* Exercise requirements:
Look through the data below and extract, unchanged, the lines from the one that contains "pub mod tags;" to the one that contains "pub fn init_logging_default()", both included.
(Beginning of Record extracts)
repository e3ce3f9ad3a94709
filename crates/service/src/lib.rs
//! Image job forms and the choices behind them.
//! - Forms are built from current rows and files on every construction.
//! - `clean` returns typed results or per-field error messages.
//! - [`form_service::FormService`] ties choice loading and validation together.

pub mod errors;
pub mod runtime;
pub mod features;
pub mod templates;
pub mod tags;
pub mod forms;
pub mod choices;
pub mod form_service;
#[cfg(test)]
pub mod test_support;
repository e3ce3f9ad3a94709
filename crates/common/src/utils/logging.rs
use std::io;
use tracing_subscriber::{fmt, EnvFilter};

/// Initialize tracing subscriber with sensible defaults and stdout writer.
/// - Respects `RUST_LOG` if set
/// - Falls back to `info,tower_http=info,axum=info`
/// - Writes to stdout to improve visibility in environments that hide stderr
pub fn init_logging_default() {
    let env_filter = EnvFilter::try_from_default_env()
        .unwrap_or_else(|_| EnvFilter::new("info,tower_http=info,axum=info"));
    let _ = fmt()
        .with_env_filter(env_filter)
        .with_target(false)
        .compact()
        .with_writer(io::stdout)
        .try_init();
}

/// Initialize tracing subscriber with JSON structured output.
/// - Respects `RUST_LOG` if set, defaults to `info` with form cleaning at `debug`
/// - Writes to stdout for consistent container logging behavior
pub fn init_logging_json() {
    // override with e.g. RUST_LOG=info,service::forms=trace
    let env_filter = EnvFilter::try_from_default_env()
        .unwrap_or_else(|_| EnvFilter::new("info,service::forms=debug"));
    let _ = fmt()
        .with_env_filter(env_filter)
        .with_target(false)
        .json()
        .with_writer(io::stdout)
        .try_init();
}

/// Pick the output format from `LOG_FORMAT` (`json` or anything else).
pub fn init_logging_from_env() {
    match std::env::var("LOG_FORMAT").as_deref() {
        Ok("json") => init_logging_json(),
        _ => init_logging_default(),
    }
}
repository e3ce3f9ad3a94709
use thiserror::Error;

#[derive(Debug, Error)]
pub enum ModelError {
    #[error("validation error: {0}")]
    Validation(String),
    #[error("database error: {0}")]
    Db(String),
}

impl From<sea_orm::DbErr> for ModelError {
    fn from(e: sea_orm::DbErr) -> Self { Self::Db(e.to_string()) }
}
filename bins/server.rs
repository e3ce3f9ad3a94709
use dotenvy::dotenv;
use tracing::{error, info};
use uuid::Uuid;

fn init_logging() {
    // load .env first so RUST_LOG / LOG_FORMAT apply
    dotenv().ok();
    common::utils::logging::init_logging_from_env();
    info!(service = "img_web", event = "logger_init", "tracing subscriber initialized");
}

fn main() -> std::process::ExitCode {
    init_logging();

    let service_id = Uuid::new_v4();
    let pid = std::process::id();
    let version = env!("CARGO_PKG_VERSION");

    std::panic::set_hook(Box::new(move |info| {
        error!(
            service = "img_web",
            event = "panic",
            %service_id,
            pid,
            message = %info,
            "unhandled panic occurred"
        );
    }));

    // config.toml first, then TOKIO_WORKER_THREADS
    let worker_threads = match configs::AppConfig::load_and_validate() {
        Ok(cfg) => cfg.server.worker_threads,
        Err(_) => std::env::var("TOKIO_WORKER_THREADS").ok().and_then(|v| v.parse::<usize>().ok()),
    };

    let mut builder = tokio::runtime::Builder::new_multi_thread();
    builder.enable_all();
    if let Some(w) = worker_threads { builder.worker_threads(w); }

    let rt = match builder.build() {
        Ok(rt) => rt,
        Err(e) => {
            error!(service = "img_web", event = "runtime_build_failed", error = %e, "failed to build tokio runtime");
            return std::process::ExitCode::FAILURE;
        }
    };

    info!(
        service = "img_web",
        event = "start",
        %service_id,
        pid,
        version,
        threads = worker_threads.unwrap_or_default(),
        "image form service starting"
    );

    rt.block_on(async move {
        let server_task = tokio::spawn(async move {
            if let Err(e) = server::run().await {
                error!(service = "img_web", event = "run_failed", error = %e, "server::run returned error");
                Err(e)
            } else {
                Ok(())
            }
        });

        tokio::select! {
            res = server_task => {
                match res {
                    Ok(Ok(())) => {
                        info!(service = "img_web", event = "stop", %service_id, pid, "server stopped normally");
                        std::process::ExitCode::SUCCESS
                    }
                    // already logged above
                    Ok(Err(_)) => std::process::ExitCode::FAILURE,
                    Err(e) => {
                        error!(service = "img_web", event = "task_join_error", error = %e, "server task join error");
                        std::process::ExitCode::FAILURE
                    }
                }
            }
            _ = tokio::signal::ctrl_c() => {
                info!(service = "img_web", event = "shutdown_signal", %service_id, pid, "received Ctrl+C, shutting down");
                std::process::ExitCode::SUCCESS
            }
        }
    })
}
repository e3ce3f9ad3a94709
//! Tag strings as typed by users: `foo bar`, `foo, bar baz`, `"a tag", other`.

use std::collections::BTreeSet;

/// Split a tag string into sorted, unique tag names.
///
/// Without commas or double quotes the string is split on spaces. Otherwise
/// quoted substrings are taken whole and the remainder is split on commas
/// when a loose comma is present, else on spaces.
pub fn parse_tags(input: &str) -> Vec<String> {
    if input.is_empty() {
        return Vec::new();
    }
    if !input.contains(',') && !input.contains('"') {
        return dedup_sorted(split_strip(input, ' '));
    }

    let mut words: Vec<String> = Vec::new();
    let mut to_be_split: Vec<String> = Vec::new();
    let mut buffer = String::new();
    let mut saw_loose_comma = false;
    let mut open_quote = false;
    let mut chars = input.chars();

    while let Some(c) = chars.next() {
        if c == '"' {
            if !buffer.is_empty() {
                to_be_split.push(std::mem::take(&mut buffer));
            }
            open_quote = true;
            let mut closed = false;
            for q in chars.by_ref() {
                if q == '"' {
                    closed = true;
                    break;
                }
                buffer.push(q);
            }
            if !closed {
                // unterminated quote: the rest is split like loose text
                break;
            }
            let word = buffer.trim();
            if !word.is_empty() {
                words.push(word.to_string());
            }
            buffer.clear();
            open_quote = false;
        } else {
            if c == ',' {
                saw_loose_comma = true;
            }
            buffer.push(c);
        }
    }

    if !buffer.is_empty() {
        if open_quote && buffer.contains(',') {
            saw_loose_comma = true;
        }
        to_be_split.push(buffer);
    }

    let delimiter = if saw_loose_comma { ',' } else { ' ' };
    for chunk in &to_be_split {
        words.extend(split_strip(chunk, delimiter));
    }
    dedup_sorted(words)
}

/// Render tags back into an editable string, quoting names that contain
/// a comma or a space.
pub fn edit_string_for_tags<S: AsRef<str>>(tags: &[S]) -> String {
    let mut names: Vec<String> = tags
        .iter()
        .map(|t| {
            let name = t.as_ref();
            if name.contains(',') || name.contains(' ') {
                format!("\"{name}\"")
            } else {
                name.to_string()
            }
        })
        .collect();
    names.sort();
    names.join(", ")
}

fn split_strip(s: &str, delimiter: char) -> Vec<String> {
    s.split(delimiter).map(str::trim).filter(|w| !w.is_empty()).map(String::from).collect()
}

fn dedup_sorted(words: Vec<String>) -> Vec<String> {
    words.into_iter().collect::<BTreeSet<_>>().into_iter().collect()
}

#[cfg(test)]
mod tests {
    use super::*;

    #[test]
    fn spaces_only() {
        assert_eq!(parse_tags("one two  one"), vec!["one", "two"]);
    }

    #[test]
    fn comma_wins_over_space() {
        assert_eq!(parse_tags("one two, three"), vec!["one two", "three"]);
    }

    #[test]
    fn quoted_tags_are_kept_whole() {
        assert_eq!(parse_tags("\"one, two\" three four"), vec!["four", "one, two", "three"]);
    }

    #[test]
    fn quotes_mixed_with_commas() {
        assert_eq!(parse_tags("\"one two\", three four, five"), vec!["five", "one two", "three four"]);
    }

    #[test]
    fn unterminated_quote_with_comma() {
        assert_eq!(parse_tags("\"one, two"), vec!["one", "two"]);
    }

    #[test]
    fn empty_and_punctuation_only() {
        assert!(parse_tags("").is_empty());
        assert!(parse_tags(" , ").is_empty());
    }

    #[test]
    fn edit_string_quotes_when_needed() {
        assert_eq!(edit_string_for_tags(&["plain", "with space", "a,b"]), "\"a,b\", \"with space\", plain");
    }
}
(End of Record extracts)
* Expected answer:
pub mod tags;
pub mod forms;
pub mod choices;
pub mod form_service;
#[cfg(test)]
pub mod test_support;
repository e3ce3f9ad3a94709
filename crates/common/src/utils/logging.rs
use std::io;
use tracing_subscriber::{fmt, EnvFilter};

/// Initialize tracing subscriber with sensible defaults and stdout writer.
/// - Respects `RUST_LOG` if set
/// - Falls back to `info,tower_http=info,axum=info`
/// - Writes to stdout to improve visibility in environments that hide stderr
pub fn init_logging_default() {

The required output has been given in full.